The name is Charming, Prince Charming
The name is Charming, Prince Charming

Today’s Question reads:

Hi Debbie,

Thank you for your candidness and the humor in your postings.

My question for you is about dating, or at times, the lack of dates.
I use online services (Match, PoF, et al) regularly to meet women. In the past 15 months I have met dozens of ladies. I doubt if there was ever an occasion when I wasn’t a gentleman to each of the women.

More often than not, she and I didn’t hit it off. I understand chemistry and clicking are elusive and difficult to define. Sometimes the stars and planets are in alignment and all goes well. Most of the time, there isn’t that celestial conjunction and we depart never to see one another again. Occasionally, when I feel a spark, she replies that I am a great guy but no. In addition, my coworkers, friends, and relatives comment that I am a “great catch” and express their puzzlement over why I am not with someone.

Yet, none of these people who claim I am a great guy and an extraordinary catch offer their friends or relatives as possible dates.
Why?

Thank you,
Befuddled in Palo Alto

******

Dear Befuddled in Palo Alto (“BIPA”),

First, thank you for your excellent taste in blogs.
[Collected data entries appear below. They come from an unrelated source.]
/// Context passed to graph nodes during rendering
///
/// - sample_rate: Audio sample rate (e.g., 48000.0)
/// - time: Voice-local time of the block's first sample, in seconds
///
/// Voices are shaped entirely by curves over voice-local time, so nodes
/// need nothing else to know where they are in their lifetime.
#[derive(Debug, Clone, Copy)]
pub struct RenderCtx {
    pub sample_rate: f32,
    pub time: f64,
}

impl RenderCtx {
    pub fn new(sample_rate: f32, time: f64) -> Self {
        Self { sample_rate, time }
    }

    /// Voice-local time of sample `index` within the block.
    #[inline]
    pub fn sample_time(&self, index: usize) -> f64 {
        self.time + index as f64 / self.sample_rate as f64
    }
}

/// Core trait for audio processing graph nodes
///
/// Sources overwrite `out`; processors transform it in place.
pub trait GraphNode: Send {
    fn render_block(&mut self, out: &mut [f32], ctx: &RenderCtx);
}

/// Allow boxed graph nodes to be used as graph nodes (for dynamic dispatch)
impl GraphNode for Box<dyn GraphNode> {
    fn render_block(&mut self, out: &mut [f32], ctx: &RenderCtx) {
        (**self).render_block(out, ctx)
    }
}
//! Key handling and the tick loop

use color_eyre::eyre::Result as EyreResult;
use crossterm::event::{self, Event, KeyCode, KeyEventKind};
use ratatui::DefaultTerminal;
use rtrb::Consumer;

use arcade_synth::{AudioEngine, GameCue};

use super::ui::{self, UiState};

/// Audio visualization buffer size
const VIS_BUFFER_SIZE: usize = 1024;

/// Keys and the gameplay events they stand in for
pub const KEYMAP: [(char, GameCue); 8] = [
    ('s', GameCue::GameStarted),
    ('c', GameCue::CorrectAnswer),
    ('w', GameCue::WrongAnswer),
    ('t', GameCue::TimeRanOut),
    ('l', GameCue::LevelComplete),
    ('n', GameCue::NextLevel),
    ('g', GameCue::GameOver),
    ('m', GameCue::MenuClick),
];

pub struct App {
    engine: AudioEngine,
    audio_rx: Consumer<f32>,
    audio_buffer: Vec<f32>,
    last_cue: Option<GameCue>,
    should_quit: bool,
}

impl App {
    pub fn new(engine: AudioEngine, audio_rx: Consumer<f32>) -> Self {
        Self {
            engine,
            audio_rx,
            audio_buffer: vec![0.0; VIS_BUFFER_SIZE],
            last_cue: None,
            should_quit: false,
        }
    }

    /// Tick the engine, draw, and wait up to one poll interval for a key.
    pub fn run(mut self, terminal: &mut DefaultTerminal) -> EyreResult<()> {
        let poll = self.engine.poll_interval();

        while !self.should_quit {
            self.engine.tick();
            self.poll_audio();

            let state = self.snapshot();
            terminal.draw(|frame| ui::render(frame, &state, &self.audio_buffer))?;

            if event::poll(poll)? {
                if let Event::Key(key) = event::read()? {
                    if key.kind == KeyEventKind::Press {
                        self.handle_key(key.code);
                    }
                }
            }
        }

        Ok(())
    }

    fn poll_audio(&mut self) {
        while let Ok(sample) = self.audio_rx.pop() {
            self.audio_buffer.push(sample);
        }
        if self.audio_buffer.len() > VIS_BUFFER_SIZE {
            let excess = self.audio_buffer.len() - VIS_BUFFER_SIZE;
            self.audio_buffer.drain(0..excess);
        }
    }

    fn handle_key(&mut self, key: KeyCode) {
        match key {
            KeyCode::Char('q') | KeyCode::Esc => self.should_quit = true,
            KeyCode::Char(' ') => {
                let enabled = !self.engine.is_enabled();
                self.engine.set_enabled(enabled);
            }
            KeyCode::Enter => self.send(GameCue::MenuClick),
            KeyCode::Char(c) => {
                let c = c.to_ascii_lowercase();
                if let Some(&(_, cue)) = KEYMAP.iter().find(|(key, _)| *key == c) {
                    self.send(cue);
                }
            }
            _ => {}
        }
    }

    fn send(&mut self, cue: GameCue) {
        self.engine.cue(cue);
        self.last_cue = Some(cue);
    }

    fn snapshot(&self) -> UiState {
        UiState {
            inert: self.engine.is_inert(),
            enabled: self.engine.is_enabled(),
            music_playing: self.engine.is_music_playing(),
            current_step: self.engine.current_step(),
            clock: self.engine.now().unwrap_or(0.0),
            tempo: self.engine.config().tempo,
            pending_phrases: self.engine.pending_phrases(),
            last_cue: self.last_cue,
        }
    }
}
Second, that your friends, coworkers and relatives have failed to offer to fix you up may be that they don’t know any potential dates for you.
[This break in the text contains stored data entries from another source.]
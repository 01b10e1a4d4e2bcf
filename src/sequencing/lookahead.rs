//! Lookahead scheduler for the backline
//!
//! The host's timer is coarse and jittery; the audio clock is not. Each pass
//! commits every note whose start falls inside the next `window` seconds,
//! stamped with its exact time on the audio clock, so timer jitter never
//! reaches the rhythm:
//!
//! ```text
//!  now                 now + window
//!   │◄──── committed ────►│
//!   ├───┬───┬───┬───┬───┬─┼─┬───┬───
//!   0   1   2   3   4   5 │ 6   7      steps, one sixteenth apart
//!                         └ next pass picks up from here
//! ```
//!
//! Passes run on [`Lookahead::tick`], at most once per poll interval.

use tracing::debug;

use crate::{
    engine::config::EngineConfig,
    sequencing::backline::{frequency_at, is_rest, ScheduledNote, STEPS},
};

/// The armed poll: when the next scheduling pass is allowed to run.
///
/// `id` changes every time the sequencer starts, so a handle taken before a
/// stop never matches one taken after the restart.
#[derive(Debug, Clone, Copy, PartialEq)]
pub struct PollHandle {
    id: u64,
    due: f64,
}

impl PollHandle {
    /// Clock time at or after which the next pass runs.
    pub fn due(&self) -> f64 {
        self.due
    }
}

#[derive(Debug, Clone, Copy)]
struct Running {
    current_step: usize,
    next_note_time: f64,
    poll: PollHandle,
}

/// Stopped/running state machine over the backline pattern.
#[derive(Debug, Clone)]
pub struct Lookahead {
    step_duration: f64,
    window: f64,
    poll_interval: f64,
    stall_threshold: f64,
    starts: u64,
    running: Option<Running>,
}

impl Lookahead {
    pub fn new(config: &EngineConfig) -> Self {
        let tempo = config.tempo.max(1.0);
        Self {
            // One sixteenth note
            step_duration: 60.0 / tempo / 4.0,
            window: config.schedule_ahead.max(0.0),
            poll_interval: config.poll_interval.max(0.001),
            stall_threshold: config.stall_threshold.max(0.0),
            starts: 0,
            running: None,
        }
    }

    pub fn is_running(&self) -> bool {
        self.running.is_some()
    }

    pub fn step_duration(&self) -> f64 {
        self.step_duration
    }

    pub fn poll_interval(&self) -> f64 {
        self.poll_interval
    }

    pub fn poll_handle(&self) -> Option<PollHandle> {
        self.running.map(|r| r.poll)
    }

    /// Next step to commit, in `[0, 16)`. Zero while stopped.
    pub fn current_step(&self) -> usize {
        self.running.map_or(0, |r| r.current_step)
    }

    pub fn next_note_time(&self) -> Option<f64> {
        self.running.map(|r| r.next_note_time)
    }

    /// Start from step 0, first note one window after `now`, and run the
    /// first pass right away. Returns `false` (and does nothing) if already
    /// running.
    pub fn start(&mut self, now: f64, out: &mut Vec<ScheduledNote>) -> bool {
        if self.running.is_some() {
            return false;
        }

        self.starts += 1;
        self.running = Some(Running {
            current_step: 0,
            next_note_time: now + self.window,
            poll: PollHandle {
                id: self.starts,
                due: now,
            },
        });
        debug!(now, step_duration = self.step_duration, "sequencer started");

        self.tick(now, out);
        true
    }

    /// Disarm the poll. Notes already committed are left to play out.
    /// Returns `false` if already stopped.
    pub fn stop(&mut self) -> bool {
        match self.running.take() {
            Some(running) => {
                debug!(step = running.current_step, "sequencer stopped");
                true
            }
            None => false,
        }
    }

    /// Run a scheduling pass if the poll is due, appending committed notes
    /// to `out`. Returns whether a pass ran.
    pub fn tick(&mut self, now: f64, out: &mut Vec<ScheduledNote>) -> bool {
        let step = self.step_duration;
        let horizon = now + self.window;
        let stall_threshold = self.stall_threshold;
        let poll_interval = self.poll_interval;

        let Some(running) = self.running.as_mut() else {
            return false;
        };
        if now < running.poll.due {
            return false;
        }

        let late = now - running.next_note_time;
        if late > stall_threshold {
            let skipped = (late / step).ceil() as usize;
            running.current_step = (running.current_step + skipped) % STEPS;
            running.next_note_time += skipped as f64 * step;
            debug!(skipped, late, "clock jumped past the schedule, skipping missed steps");
        }

        while running.next_note_time < horizon {
            if !is_rest(running.current_step) {
                out.push(ScheduledNote {
                    step: running.current_step,
                    frequency: frequency_at(running.current_step),
                    time: running.next_note_time,
                });
            }
            running.current_step = (running.current_step + 1) % STEPS;
            running.next_note_time += step;
        }

        running.poll.due = now + poll_interval;
        true
    }
}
After my husband died, I joined several social groups, including a synagogue, but was disappointed that no one ever suggested fixing me up with someone they knew.  Then one lady at the synagogue asked where I met men, so she could steer her daughter in the same direction.  And  I realized that the synagogue people didn’t know any single guys.

The people in the groups I belonged to were all older married folk and, I’m guessing, so were their friends. (They could also have thought that I was too crazy to fix up with anyone, but I choose to disregard that possibility).  So, unless your friends are socially mobile singles, it may be that they don’t have access to any potential fix ups.
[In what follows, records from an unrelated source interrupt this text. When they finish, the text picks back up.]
//! Benchmarks for the decay envelope.

use std::hint::black_box;

use arcade_synth::dsp::envelope::Envelope;
use arcade_synth::graph::RenderCtx;
use criterion::{BenchmarkId, Criterion};

use crate::BLOCK_SIZES;

pub fn bench_envelope(c: &mut Criterion) {
    let mut group = c.benchmark_group("dsp/envelope");
    let env = Envelope::decay(0.8, 0.2);

    for &size in BLOCK_SIZES {
        let mut buffer = vec![0.0f32; size];

        // Inside the decay: one exp per sample
        let decaying = RenderCtx::new(48_000.0, 0.05);
        group.bench_with_input(BenchmarkId::new("decay", size), &size, |b, _| {
            b.iter(|| {
                env.render(black_box(&mut buffer), black_box(&decaying));
            })
        });

        // Past the decay: holding the floor
        let floor = RenderCtx::new(48_000.0, 0.25);
        group.bench_with_input(BenchmarkId::new("floor", size), &size, |b, _| {
            b.iter(|| {
                env.render(black_box(&mut buffer), black_box(&floor));
            })
        });
    }

    group.finish();
}
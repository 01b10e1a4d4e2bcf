//! Low-level DSP primitives used by the graph nodes.
//!
//! Everything here works per sample and is allocation-free once built, so the
//! pieces can live inside voices rendered on the audio thread. Curves are
//! evaluated from voice-local time rather than stepped state, which keeps a
//! voice's shape fully determined at the moment it is created.

/// Exponential decay envelope.
pub mod envelope;
/// Topology-preserving state-variable lowpass.
pub mod filter;
/// White-noise buffers.
pub mod noise;
/// Phase-accumulator oscillators.
pub mod oscillator;
/// Piecewise exponential ramps (pitch glides, cutoff sweeps).
pub mod ramp;

pub use envelope::Envelope;
pub use oscillator::Waveform;
pub use ramp::ExpCurve;
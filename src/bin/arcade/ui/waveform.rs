//! Output oscilloscope widget

use ratatui::{
    layout::Rect,
    style::{Color, Style},
    symbols,
    widgets::{Axis, Block, Borders, Chart, Dataset, GraphType},
    Frame,
};

/// Render the mixed output as a line chart
pub fn render_waveform(frame: &mut Frame, area: Rect, audio_buffer: &[f32]) {
    let block = Block::default().title(" Output ").borders(Borders::ALL);

    let len = audio_buffer.len().max(1) as f64;
    let data: Vec<(f64, f64)> = audio_buffer
        .iter()
        .enumerate()
        .map(|(i, &sample)| (i as f64 / len, sample as f64))
        .collect();

    let dataset = Dataset::default()
        .marker(symbols::Marker::Braille)
        .graph_type(GraphType::Line)
        .style(Style::default().fg(Color::Cyan))
        .data(&data);

    // Master output peaks well under 0.5 at the default bus levels
    let chart = Chart::new(vec![dataset])
        .block(block)
        .x_axis(
            Axis::default()
                .bounds([0.0, 1.0])
                .style(Style::default().fg(Color::DarkGray)),
        )
        .y_axis(
            Axis::default()
                .bounds([-0.5, 0.5])
                .style(Style::default().fg(Color::DarkGray)),
        );

    frame.render_widget(chart, area);
}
If they are, please see the list of “date killers’ below.

Chemistry, that “spark,’ is so elusive.  Perhaps you have yet to find a woman where the spark is mutual. If, of all the women you met, you only asked to see a few of them again, it is certainly possible that your small sampling of  ladies just didn’t match up.

But, if this is happening with more than a few dates, I too wonder what is going on.

Date killers for me have been:

  1. Guys who babble on about their exs, yet want to date me, apparently as free therapy or else they have inherent sadistic tendencies.
  2. Guys who babble on about themselves without any interest in anything I have to say.
  3. Guys who get/show up drunk or wasted.  (I’m doubting this is you).
  4. Guys who are sexually inappropriate. (Again, probably not you).
  5. The guys who think they are soooo smart (usually a subset of talks a lot about themselves).
  6. The romantic  fantasizers.  Where you go on a date, and the guy decides he’s in love with you, even though he doesn’t know you and is making up a fantasy “you” in his head.  These are characterized by wide-eyed gazing and excessive declarations of interest.
  7. The guy who kept blasting his tuna fish sandwich with gobs of mustard from a squeeze bottle.  Hypnotically.  Again and again.

Perhaps you are too serious or earnest.  I have felt uncomfortable with men who seem to be planning our future together from the first date.  I’ve also felt disturbed by guys who have asked very serious questions on date one like, “are you sure you are sufficiently over the grief of your husband to commence a new relationship?’  “I want to adopt a dog with my next partner.”

First dates seem to require a bit of levity.   Ideally they are more like a soufflé than a heavy roasted animal.   We are lonely, we so want to find a new person, and yet coming across as desperately looking for one makes us unappealing to most people.

So Dear BIPA, not having seen any of  your dates on instant replay, I don’t know what’s going on.  My best idea is to ask some of your friends, especially women friends, what they think might be happening. Then listen honestly to the answers.  Maybe go on a pretend date with a woman friend and see what she has to say.  (This was probably on a bad sitcom at some point).   Your friends may know something you don’t.

Otherwise, approach dates with a sense of fun and without investment, with lot’s of interest in listening to what your date has to say, and I hope things go better for you.